Quote the whole listing verbatim.

[Opening Source data section]

use crate::events::DispatchEvent;
use crate::pool::{WorkerJob, WorkerPool};
use crate::state::DispatchStats;
use crate::types::{ModelTier, ResultKey, StoredOutcome, TranslationRequest};
use lingo_transport::Transport;
use std::collections::HashMap;
use std::sync::atomic::{AtomicU64, Ordering};
use std::sync::Arc;
use std::time::{Duration, Instant};
use tokio::sync::{oneshot, Mutex};
use tracing::{debug, warn};

/// Batching parameters.
#[derive(Debug, Clone)]
pub struct BatchConfig {
	/// How long a batch accumulates before it is flushed.
	pub window: Duration,
	/// A batch flushes early once it reaches this many requests.
	pub max_size: usize,
	/// Delay before the single internal retry when the pool queue is full
	/// at flush time.
	pub retry_delay: Duration,
}

impl Default for BatchConfig {
	fn default() -> Self {
		Self {
			window: Duration::from_millis(50),
			max_size: 10,
			retry_delay: Duration::from_millis(100),
		}
	}
}

/// Requests sharing a key can be translated in one model invocation.
#[derive(Debug, Clone, PartialEq, Eq, Hash)]
pub struct BatchKey {
	/// `None` groups auto-detect requests; the engine resolves per segment.
	pub source: Option<String>,
	pub target: String,
	pub tier: ModelTier,
}

impl BatchKey {
	#[must_use]
	pub fn for_request(request: &TranslationRequest) -> Self {
		Self {
			source: request.source_language.clone(),
			target: request.target_language.clone(),
			tier: request.resolved_tier(),
		}
	}

	#[must_use]
	pub fn label(&self) -> String {
		format!("{}→{}/{}", self.source.as_deref().unwrap_or("auto"), self.target, self.tier)
	}
}

/// One request waiting inside a batch.
#[derive(Debug)]
pub struct PendingItem {
	pub request: TranslationRequest,
	pub enqueued_at: Instant,
	pub(crate) done: oneshot::Sender<StoredOutcome>,
}

impl PendingItem {
	#[must_use]
	pub fn key(&self) -> ResultKey {
		ResultKey::new(self.request.request_id, self.request.target_language.clone())
	}

	pub(crate) fn resolve(self, outcome: StoredOutcome) {
		// The waiter may have gone away; the store still holds the outcome
		let _ = self.done.send(outcome);
	}
}

/// Lifecycle of one batch bucket.
///
/// Once a bucket leaves `Accumulating` it accepts no more requests; late
/// arrivals for the same key start a fresh bucket.
#[derive(Debug, Clone, Copy, PartialEq, Eq)]
pub enum BatchState {
	Accumulating,
	Flushing,
	Dispatched,
}

struct Bucket {
	items: Vec<PendingItem>,
	state: BatchState,
	opened_at: Instant,
	epoch: u64,
}

/// Groups requests arriving within a short window into one model invocation.
///
/// The model lock serializes same-tier inference for correctness; batching
/// restores the lost throughput, because a single inference call processes
/// several inputs without needing several concurrent lock holders. Every
/// pool job is a batch (single requests are batches of one), so the
/// acceptance path is the same for both.
pub struct BatchAccumulator<T>
where
	T: Transport<DispatchEvent>,
{
	buckets: Mutex<HashMap<BatchKey, Bucket>>,
	epochs: AtomicU64,
	config: BatchConfig,
	pool: Arc<WorkerPool<T>>,
	stats: Arc<DispatchStats>,
}

impl<T> BatchAccumulator<T>
where
	T: Transport<DispatchEvent>,
{
	#[must_use]
	pub fn new(config: BatchConfig, pool: Arc<WorkerPool<T>>, stats: Arc<DispatchStats>) -> Arc<Self> {
		Arc::new(Self {
			buckets: Mutex::new(HashMap::new()),
			epochs: AtomicU64::new(0),
			config,
			pool,
			stats,
		})
	}

	/// Adds a request to the accumulator and returns its completion future.
	///
	/// The future resolves individually from the batch's combined result, in
	/// input order.
	pub async fn enqueue(self: &Arc<Self>, request: TranslationRequest) -> oneshot::Receiver<StoredOutcome> {
		let (done_tx, done_rx) = oneshot::channel();
		let key = BatchKey::for_request(&request);
		let item = PendingItem {
			request,
			enqueued_at: Instant::now(),
			done: done_tx,
		};

		let full_bucket = {
			let mut buckets = self.buckets.lock().await;
			let bucket = buckets.entry(key.clone()).or_insert_with(|| {
				let epoch = self.epochs.fetch_add(1, Ordering::Relaxed);
				self.spawn_flush_timer(key.clone(), epoch);
				Bucket {
					items: Vec::new(),
					state: BatchState::Accumulating,
					opened_at: Instant::now(),
					epoch,
				}
			});
			bucket.items.push(item);
			let full = bucket.items.len() >= self.config.max_size;

			if full {
				buckets.remove(&key)
			} else {
				None
			}
		};

		if let Some(bucket) = full_bucket {
			debug!(batch = %key.label(), "📦 Batch reached size threshold");
			self.flush(key, bucket).await;
		}

		done_rx
	}

	/// Number of buckets currently accumulating, for diagnostics.
	pub async fn open_buckets(&self) -> usize {
		self.buckets.lock().await.len()
	}

	fn spawn_flush_timer(self: &Arc<Self>, key: BatchKey, epoch: u64) {
		let accumulator = Arc::clone(self);
		tokio::spawn(async move {
			tokio::time::sleep(accumulator.config.window).await;

			let expired = {
				let mut buckets = accumulator.buckets.lock().await;
				// Only flush the bucket this timer was armed for; a size-flush
				// may already have replaced it with a younger one
				if buckets.get(&key).is_some_and(|bucket| bucket.epoch == epoch) {
					buckets.remove(&key)
				} else {
					None
				}
			};

			if let Some(bucket) = expired {
				accumulator.flush(key, bucket).await;
			}
		});
	}

	async fn flush(&self, key: BatchKey, mut bucket: Bucket) {
		bucket.state = BatchState::Flushing;
		DispatchStats::incr(&self.stats.batches_flushed);
		debug!(
			batch = %key.label(),
			size = bucket.items.len(),
			age_ms = bucket.opened_at.elapsed().as_millis() as u64,
			"📤 Flushing batch"
		);

		let job = WorkerJob {
			key: key.clone(),
			items: std::mem::take(&mut bucket.items),
		};

		match self.pool.try_submit(job) {
			Ok(()) => {
				bucket.state = BatchState::Dispatched;
				debug!(batch = %key.label(), state = ?bucket.state, "Batch handed to worker pool");
			}
			Err(job) => {
				// Queue full: one internal retry, then surface per item
				tokio::time::sleep(self.config.retry_delay).await;
				match self.pool.try_submit(job) {
					Ok(()) => {
						bucket.state = BatchState::Dispatched;
						debug!(batch = %key.label(), state = ?bucket.state, "Batch handed to worker pool after retry");
					}
					Err(job) => {
						warn!(batch = %key.label(), size = job.items.len(), "🚧 Worker queue full, rejecting batch");
						DispatchStats::incr(&self.stats.jobs_rejected);
						self.pool.reject_job(job).await;
					}
				}
			}
		}
	}
}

[Closing Source data section]

### Solved problem
use crate::events::DispatchEvent;
use crate::pool::{WorkerJob, WorkerPool};
use crate::state::DispatchStats;
use crate::types::{ModelTier, ResultKey, StoredOutcome, TranslationRequest};
use lingo_transport::Transport;
use std::collections::HashMap;
use std::sync::atomic::{AtomicU64, Ordering};
use std::sync::Arc;
use std::time::{Duration, Instant};
use tokio::sync::{oneshot, Mutex};
use tracing::{debug, warn};

/// Batching parameters.
#[derive(Debug, Clone)]
pub struct BatchConfig {
	/// How long a batch accumulates before it is flushed.
	pub window: Duration,
	/// A batch flushes early once it reaches this many requests.
	pub max_size: usize,
	/// Delay before the single internal retry when the pool queue is full
	/// at flush time.
	pub retry_delay: Duration,
}

impl Default for BatchConfig {
	fn default() -> Self {
		Self {
			window: Duration::from_millis(50),
			max_size: 10,
			retry_delay: Duration::from_millis(100),
		}
	}
}

/// Requests sharing a key can be translated in one model invocation.
#[derive(Debug, Clone, PartialEq, Eq, Hash)]
pub struct BatchKey {
	/// `None` groups auto-detect requests; the engine resolves per segment.
	pub source: Option<String>,
	pub target: String,
	pub tier: ModelTier,
}

impl BatchKey {
	#[must_use]
	pub fn for_request(request: &TranslationRequest) -> Self {
		Self {
			source: request.source_language.clone(),
			target: request.target_language.clone(),
			tier: request.resolved_tier(),
		}
	}

	#[must_use]
	pub fn label(&self) -> String {
		format!("{}→{}/{}", self.source.as_deref().unwrap_or("auto"), self.target, self.tier)
	}
}

/// One request waiting inside a batch.
#[derive(Debug)]
pub struct PendingItem {
	pub request: TranslationRequest,
	pub enqueued_at: Instant,
	pub(crate) done: oneshot::Sender<StoredOutcome>,
}

impl PendingItem {
	#[must_use]
	pub fn key(&self) -> ResultKey {
		ResultKey::new(self.request.request_id, self.request.target_language.clone())
	}

	pub(crate) fn resolve(self, outcome: StoredOutcome) {
		// The waiter may have gone away; the store still holds the outcome
		let _ = self.done.send(outcome);
	}
}

/// Lifecycle of one batch bucket.
///
/// Once a bucket leaves `Accumulating` it accepts no more requests; late
/// arrivals for the same key start a fresh bucket.
#[derive(Debug, Clone, Copy, PartialEq, Eq)]
pub enum BatchState {
	Accumulating,
	Flushing,
	Dispatched,
}

struct Bucket {
	items: Vec<PendingItem>,
	state: BatchState,
	opened_at: Instant,
	epoch: u64,
}

/// Groups requests arriving within a short window into one model invocation.
///
/// The model lock serializes same-tier inference for correctness; batching
/// restores the lost throughput, because a single inference call processes
/// several inputs without needing several concurrent lock holders. Every
/// pool job is a batch (single requests are batches of one), so the
/// acceptance path is the same for both.
pub struct BatchAccumulator<T>
where
	T: Transport<DispatchEvent>,
{
	buckets: Mutex<HashMap<BatchKey, Bucket>>,
	epochs: AtomicU64,
	config: BatchConfig,
	pool: Arc<WorkerPool<T>>,
	stats: Arc<DispatchStats>,
}

impl<T> BatchAccumulator<T>
where
	T: Transport<DispatchEvent>,
{
	#[must_use]
	pub fn new(config: BatchConfig, pool: Arc<WorkerPool<T>>, stats: Arc<DispatchStats>) -> Arc<Self> {
		Arc::new(Self {
			buckets: Mutex::new(HashMap::new()),
			epochs: AtomicU64::new(0),
			config,
			pool,
			stats,
		})
	}

	/// Adds a request to the accumulator and returns its completion future.
	///
	/// The future resolves individually from the batch's combined result, in
	/// input order.
	pub async fn enqueue(self: &Arc<Self>, request: TranslationRequest) -> oneshot::Receiver<StoredOutcome> {
		let (done_tx, done_rx) = oneshot::channel();
		let key = BatchKey::for_request(&request);
		let item = PendingItem {
			request,
			enqueued_at: Instant::now(),
			done: done_tx,
		};

		let full_bucket = {
			let mut buckets = self.buckets.lock().await;
			let bucket = buckets.entry(key.clone()).or_insert_with(|| {
				let epoch = self.epochs.fetch_add(1, Ordering::Relaxed);
				self.spawn_flush_timer(key.clone(), epoch);
				Bucket {
					items: Vec::new(),
					state: BatchState::Accumulating,
					opened_at: Instant::now(),
					epoch,
				}
			});
			bucket.items.push(item);
			let full = bucket.items.len() >= self.config.max_size;

			if full {
				buckets.remove(&key)
			} else {
				None
			}
		};

		if let Some(bucket) = full_bucket {
			debug!(batch = %key.label(), "📦 Batch reached size threshold");
			self.flush(key, bucket).await;
		}

		done_rx
	}

	/// Number of buckets currently accumulating, for diagnostics.
	pub async fn open_buckets(&self) -> usize {
		self.buckets.lock().await.len()
	}

	fn spawn_flush_timer(self: &Arc<Self>, key: BatchKey, epoch: u64) {
		let accumulator = Arc::clone(self);
		tokio::spawn(async move {
			tokio::time::sleep(accumulator.config.window).await;

			let expired = {
				let mut buckets = accumulator.buckets.lock().await;
				// Only flush the bucket this timer was armed for; a size-flush
				// may already have replaced it with a younger one
				if buckets.get(&key).is_some_and(|bucket| bucket.epoch == epoch) {
					buckets.remove(&key)
				} else {
					None
				}
			};

			if let Some(bucket) = expired {
				accumulator.flush(key, bucket).await;
			}
		});
	}

	async fn flush(&self, key: BatchKey, mut bucket: Bucket) {
		bucket.state = BatchState::Flushing;
		DispatchStats::incr(&self.stats.batches_flushed);
		debug!(
			batch = %key.label(),
			size = bucket.items.len(),
			age_ms = bucket.opened_at.elapsed().as_millis() as u64,
			"📤 Flushing batch"
		);

		let job = WorkerJob {
			key: key.clone(),
			items: std::mem::take(&mut bucket.items),
		};

		match self.pool.try_submit(job) {
			Ok(()) => {
				bucket.state = BatchState::Dispatched;
				debug!(batch = %key.label(), state = ?bucket.state, "Batch handed to worker pool");
			}
			Err(job) => {
				// Queue full: one internal retry, then surface per item
				tokio::time::sleep(self.config.retry_delay).await;
				match self.pool.try_submit(job) {
					Ok(()) => {
						bucket.state = BatchState::Dispatched;
						debug!(batch = %key.label(), state = ?bucket.state, "Batch handed to worker pool after retry");
					}
					Err(job) => {
						warn!(batch = %key.label(), size = job.items.len(), "🚧 Worker queue full, rejecting batch");
						DispatchStats::incr(&self.stats.jobs_rejected);
						self.pool.reject_job(job).await;
					}
				}
			}
		}
	}
}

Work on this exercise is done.